Problem>
Determine how many lines in the records hold "status", then give that number by itself.

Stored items
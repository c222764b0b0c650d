//! Polling client for providers that run long upstream jobs.
//!
//! A call whose response reports pending work is re-issued with the
//! provider's retry token after a fixed interval, until the upstream reaches
//! a terminal state or the attempt limit is hit. Every session moves through
//! the same states:
//!
//! ```text
//! Pending --terminal response----------------> Terminal(Completed | Failed)
//! Pending --no retry token-------------------> Terminal(Failed)
//! Pending --attempt limit reached------------> Terminal(TimedOut)
//! Pending --> Waiting --> Retrying --> Pending
//! ```

use std::sync::Arc;
use std::time::{Duration, Instant};

use tracing::{debug, warn};

use prospector_shared::{
    EngineConfig, PollOutcome, PollSummary, Provider, ProviderCall, Result, ValidationResult,
};

use crate::clock::Clock;

/// State of one polling session.
#[derive(Debug, Clone, Copy, PartialEq, Eq)]
pub enum PollState {
    /// A response arrived and has not been classified yet.
    Pending,
    /// Sleeping before the next attempt.
    Waiting,
    /// Re-issuing the call with the retry token.
    Retrying,
    Terminal(PollOutcome),
}

/// Ephemeral state for one in-flight polled call.
#[derive(Debug)]
pub struct PollSession {
    pub state: PollState,
    pub retry_token: Option<String>,
    /// Re-issued calls after the initial one.
    pub attempts_made: u32,
    pub started_at: Instant,
    pub last_response: ValidationResult,
}

/// Drives pending provider calls to a terminal state.
#[derive(Debug, Clone)]
pub struct PollingClient {
    interval: Duration,
    max_attempts: u32,
    clock: Arc<dyn Clock>,
}

impl PollingClient {
    pub fn new(interval: Duration, max_attempts: u32, clock: Arc<dyn Clock>) -> Self {
        Self {
            interval,
            max_attempts,
            clock,
        }
    }

    pub fn from_config(config: &EngineConfig, clock: Arc<dyn Clock>) -> Self {
        Self::new(config.poll_interval, config.max_poll_attempts, clock)
    }

    pub fn interval(&self) -> Duration {
        self.interval
    }

    pub fn max_attempts(&self) -> u32 {
        self.max_attempts
    }

    /// Issue `call` and keep polling while the provider reports pending work.
    ///
    /// The returned result carries a [`PollSummary`]. Attempt-limit
    /// exhaustion is reported as a result with `success = false` and outcome
    /// [`PollOutcome::TimedOut`], never as an error. Transport errors from
    /// any attempt are propagated.
    pub async fn run(
        &self,
        provider: &dyn Provider,
        call: ProviderCall<'_>,
    ) -> Result<ValidationResult> {
        let started_at = self.clock.now();
        let first = provider.validate(call).await?;

        let mut session = PollSession {
            state: PollState::Pending,
            retry_token: None,
            attempts_made: 0,
            started_at,
            last_response: first,
        };

        let outcome = loop {
            session.state = match session.state {
                PollState::Pending => self.classify(provider, &mut session),
                PollState::Waiting => {
                    self.clock.sleep(self.interval).await;
                    PollState::Retrying
                }
                PollState::Retrying => {
                    session.attempts_made += 1;
                    let token = session.retry_token.as_deref().unwrap_or_default();
                    debug!(
                        provider = provider.name(),
                        attempt = session.attempts_made,
                        "re-issuing pending call"
                    );
                    session.last_response = provider.validate(call.with_retry_token(token)).await?;
                    PollState::Pending
                }
                PollState::Terminal(outcome) => break outcome,
            };
        };

        Ok(self.finish(provider, session, outcome))
    }

    fn classify(&self, provider: &dyn Provider, session: &mut PollSession) -> PollState {
        if !provider.is_pending(&session.last_response) {
            return PollState::Terminal(if session.last_response.success {
                PollOutcome::Completed
            } else {
                PollOutcome::Failed
            });
        }

        let Some(token) = provider.retry_token(&session.last_response) else {
            debug!(provider = provider.name(), "pending without retry token");
            return PollState::Terminal(PollOutcome::Failed);
        };
        session.retry_token = Some(token);

        if session.attempts_made >= self.max_attempts {
            return PollState::Terminal(PollOutcome::TimedOut);
        }
        PollState::Waiting
    }

    fn finish(
        &self,
        provider: &dyn Provider,
        session: PollSession,
        outcome: PollOutcome,
    ) -> ValidationResult {
        let elapsed = self.clock.now().saturating_duration_since(session.started_at);
        let mut result = session.last_response;

        if outcome == PollOutcome::TimedOut {
            warn!(
                provider = provider.name(),
                attempts = session.attempts_made,
                "polling timed out while upstream still pending"
            );
            result.success = false;
            result.error_message = Some(format!(
                "still pending after {} poll attempts",
                session.attempts_made
            ));
        }

        result.poll = Some(PollSummary {
            attempts: session.attempts_made,
            elapsed_ms: elapsed.as_millis() as u64,
            outcome,
        });
        result
    }
}
//! Single-address email deliverability check.

use std::sync::LazyLock;

use async_trait::async_trait;
use regex::Regex;
use reqwest::Client;
use serde_json::{Value, json};
use tracing::instrument;

use prospector_shared::{
    Cents, Entity, EntityField, ProspectorError, Provider, ProviderCall, Result, SearchParams,
    ValidationResult,
};

use crate::http::{ApiKey, HttpOptions, JsonRequest, build_client, get_json};

pub const NAME: &str = "email-verification";

/// Confidence at or above which a `valid` address counts as deliverable.
const DELIVERABLE_THRESHOLD: i64 = 80;

static EMAIL_RE: LazyLock<Regex> =
    LazyLock::new(|| Regex::new(r"^[^\s@]+@[^\s@]+\.[^\s@]+$").expect("valid regex"));

/// Whether `email` is syntactically plausible.
pub fn is_plausible_email(email: &str) -> bool {
    EMAIL_RE.is_match(email.trim())
}

/// Confidence 0-100 for a verification verdict and its flags.
pub fn verdict_confidence(result: &str, flags: &[&str]) -> i64 {
    let base = match result {
        "valid" => 95,
        "catchall" => 75,
        "unknown" => 50,
        "disposable" => 10,
        "invalid" => 5,
        _ => 0,
    };
    let adjusted = flags.iter().fold(base, |acc, flag| {
        acc + match *flag {
            "has_dns" | "has_dns_mx" => 5,
            "smtp_connectable" => 10,
            "role_account" => -10,
            "free_email_host" => -5,
            _ => 0,
        }
    });
    adjusted.clamp(0, 100)
}

/// Paid email verification provider.
#[derive(Debug)]
pub struct EmailVerificationProvider {
    client: Client,
    opts: HttpOptions,
    base_url: String,
    api_key: ApiKey,
    cost: Cents,
}

impl EmailVerificationProvider {
    pub fn new(
        base_url: impl Into<String>,
        api_key: ApiKey,
        cost: Cents,
        opts: HttpOptions,
    ) -> Result<Self> {
        Ok(Self {
            client: build_client(&opts)?,
            opts,
            base_url: base_url.into().trim_end_matches('/').to_string(),
            api_key,
            cost,
        })
    }
}

#[async_trait]
impl Provider for EmailVerificationProvider {
    fn name(&self) -> &str {
        NAME
    }

    fn cost(&self) -> Cents {
        self.cost
    }

    fn is_relevant(&self, entity: &Entity, _params: &SearchParams) -> bool {
        entity.email().is_some_and(is_plausible_email)
    }

    #[instrument(skip_all, fields(provider = NAME, entity = %call.entity.id))]
    async fn validate(&self, call: ProviderCall<'_>) -> Result<ValidationResult> {
        let Some(email) = call.entity.email() else {
            return Ok(ValidationResult::failure(NAME, "entity has no email", Value::Null));
        };

        let request = JsonRequest::get(format!("{}/single/check", self.base_url))
            .query("key", self.api_key.expose())
            .query("email", email);
        let response = get_json(&self.client, &self.opts, NAME, &request).await?;
        let body = &response.body;

        if body.get("status").and_then(Value::as_str) != Some("success") {
            let message = body
                .get("message")
                .and_then(Value::as_str)
                .unwrap_or("verification request rejected");
            return Err(ProspectorError::provider(NAME, message));
        }

        let verdict = body.get("result").and_then(Value::as_str).unwrap_or("unknown");
        let flags: Vec<&str> = body
            .get("flags")
            .and_then(Value::as_array)
            .map(|f| f.iter().filter_map(Value::as_str).collect())
            .unwrap_or_default();
        let confidence = verdict_confidence(verdict, &flags);
        let deliverable = verdict == "valid" && confidence >= DELIVERABLE_THRESHOLD;

        let payload = json!({
            "email": email,
            "result": verdict,
            "flags": flags,
            "confidence": confidence,
            "deliverable": deliverable,
            "suggestedCorrection": body.get("suggested_correction").cloned().unwrap_or(Value::Null),
        });

        Ok(if deliverable {
            ValidationResult::success(NAME, payload).verified(EntityField::Email)
        } else {
            ValidationResult::failure(NAME, format!("email is {verdict}"), payload)
        })
    }
}

#[cfg(test)]
mod tests {
    use super::*;
    use std::time::Duration;

    fn provider(base_url: &str) -> EmailVerificationProvider {
        let opts = HttpOptions {
            timeout: Duration::from_secs(5),
            network_retries: 0,
            backoff_base: Duration::from_millis(1),
        };
        EmailVerificationProvider::new(base_url, ApiKey::new("nb-key"), Cents(1), opts).unwrap()
    }

    fn entity(email: &str) -> Entity {
        let mut entity = Entity::named("Acme Tools");
        entity.email = Some(email.into());
        entity
    }

    #[test]
    fn plausible_email_syntax() {
        assert!(is_plausible_email("jane@acmetools.io"));
        assert!(!is_plausible_email("jane@localhost"));
        assert!(!is_plausible_email("not an email"));
    }

    #[test]
    fn confidence_applies_flags_and_clamps() {
        assert_eq!(verdict_confidence("valid", &[]), 95);
        assert_eq!(verdict_confidence("valid", &["has_dns", "smtp_connectable"]), 100);
        assert_eq!(verdict_confidence("valid", &["role_account"]), 85);
        assert_eq!(verdict_confidence("invalid", &["role_account"]), 0);
        assert_eq!(verdict_confidence("mystery", &[]), 0);
    }

    #[tokio::test]
    async fn valid_address_is_verified() {
        let server = wiremock::MockServer::start().await;

        wiremock::Mock::given(wiremock::matchers::path("/single/check"))
            .and(wiremock::matchers::query_param("email", "jane@acmetools.io"))
            .and(wiremock::matchers::query_param("key", "nb-key"))
            .respond_with(wiremock::ResponseTemplate::new(200).set_body_json(json!({
                "status": "success",
                "result": "valid",
                "flags": ["has_dns", "has_dns_mx"]
            })))
            .mount(&server)
            .await;

        let p = provider(&server.uri());
        let entity = entity("jane@acmetools.io");
        let params = SearchParams::default();
        let result = p.validate(ProviderCall::new(&entity, &params)).await.unwrap();

        assert!(result.success);
        assert_eq!(result.payload["confidence"], 100);
        assert!(result.verified_fields.contains(&EntityField::Email));
    }

    #[tokio::test]
    async fn invalid_address_is_a_negative_result() {
        let server = wiremock::MockServer::start().await;

        wiremock::Mock::given(wiremock::matchers::path("/single/check"))
            .respond_with(wiremock::ResponseTemplate::new(200).set_body_json(json!({
                "status": "success",
                "result": "invalid"
            })))
            .mount(&server)
            .await;

        let p = provider(&server.uri());
        let entity = entity("nobody@acmetools.io");
        let params = SearchParams::default();
        let result = p.validate(ProviderCall::new(&entity, &params)).await.unwrap();

        assert!(!result.success);
        assert_eq!(result.error_message.as_deref(), Some("email is invalid"));
    }

    #[tokio::test]
    async fn rejected_request_is_an_error() {
        let server = wiremock::MockServer::start().await;

        wiremock::Mock::given(wiremock::matchers::path("/single/check"))
            .respond_with(wiremock::ResponseTemplate::new(200).set_body_json(json!({
                "status": "auth_failure",
                "message": "Invalid API key"
            })))
            .mount(&server)
            .await;

        let p = provider(&server.uri());
        let entity = entity("jane@acmetools.io");
        let params = SearchParams::default();
        let err = p.validate(ProviderCall::new(&entity, &params)).await.unwrap_err();

        assert!(err.to_string().contains("Invalid API key"));
    }
}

Answer>
4